This is not the first time I'm saying this, but essentially it is tragic that Thaksin had to be forced out just when Thaksinomics was beginning to have a broad-based improvement on the lives of ordinary Thai citizens. I am not sufficiently clued-in on the depth of his corruption, but general consensus was that his reign from 2001-06 had steered Thailand from the abyss of the Asian financial crisis through stimulation of domestic demand and lessening the country's dependence on exports and volatile global demand. The rural regions had also benefited from Thaksinomics, which placed them as the primary target of its policies.

What is generally agreed, as well, is that there were green eyes over the rising popularity of Thaksin. Thus there was clear and strong motivation to remove him, and the means was available as well, for those green eyes allegedly belonged to the tradtionally powerful elite in Bangkok; that included the military, the rich and politically connected, the royalists. These people had the most to lose from a dilution of political tradition.

And so Thaksin was gone. From one who had led Thailand to the brink of being the de facto leader of ASEAN given a still recovering Indonesia (in 2005), Thaksin has fallen badly. He has been hit hard by the global recession since there's nowhere to hide, and there're now no political connections to leverage which could have cushioned his fall.
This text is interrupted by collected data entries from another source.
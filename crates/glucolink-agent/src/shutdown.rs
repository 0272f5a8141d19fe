// SPDX-FileCopyrightText: 2026 Glucolink Contributors
// SPDX-License-Identifier: MIT OR Apache-2.0

//! Signal handling for the monitor process.

use tokio_util::sync::CancellationToken;
use tracing::{debug, info, warn};

/// Cancels the returned token on SIGINT (Ctrl+C) or SIGTERM.
pub fn install_signal_handler() -> CancellationToken {
    let token = CancellationToken::new();
    let trigger = token.clone();

    tokio::spawn(async move {
        tokio::select! {
            _ = trigger.cancelled() => {
                debug!("shutdown requested before any signal arrived");
                return;
            }
            _ = wait_for_signal() => {}
        }
        trigger.cancel();
        debug!("shutdown signal handler completed");
    });

    token
}

#[cfg(unix)]
async fn wait_for_signal() {
    use tokio::signal::unix::{SignalKind, signal};

    match signal(SignalKind::terminate()) {
        Ok(mut sigterm) => {
            tokio::select! {
                _ = tokio::signal::ctrl_c() => info!("received SIGINT (Ctrl+C), shutting down"),
                _ = sigterm.recv() => info!("received SIGTERM, shutting down"),
            }
        }
        Err(e) => {
            warn!(error = %e, "failed to install SIGTERM handler, listening for Ctrl+C only");
            wait_for_ctrl_c().await;
        }
    }
}

#[cfg(not(unix))]
async fn wait_for_signal() {
    wait_for_ctrl_c().await;
}

async fn wait_for_ctrl_c() {
    match tokio::signal::ctrl_c().await {
        Ok(()) => info!("received Ctrl+C, shutting down"),
        Err(e) => {
            warn!(error = %e, "failed to listen for Ctrl+C, signals disabled");
            std::future::pending::<()>().await;
        }
    }
}

#[cfg(test)]
mod tests {
    use super::*;

    #[tokio::test]
    async fn install_signal_handler_returns_live_token() {
        let token = install_signal_handler();
        assert!(!token.is_cancelled());
        token.cancel();
        assert!(token.is_cancelled());
    }
}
His assets in Thailand are frozen. A desperate man makes a determined man --- the way the Thai authorities have cornered Thaksin has boomeranged back on them in the form of this latest attempt to re-take power in order to unfreeze those assets.

Since Thaksin left, the political situation has been in a state of limbo up till today. An army general took over in the interim, and during that period the Thai monetary authorities screwed up by imposing capital controls and then backtracking within a week. Then they had an election through which a Thaksin loyalist party took power. Samak became Prime Minister. However, he didn't last long as somebody figured out a way of removing him --- for receiving fees for his cooking show outside of his office. Then he was replaced by another Thaksin relative, who didn't last long either. Sheer farcical political theatre.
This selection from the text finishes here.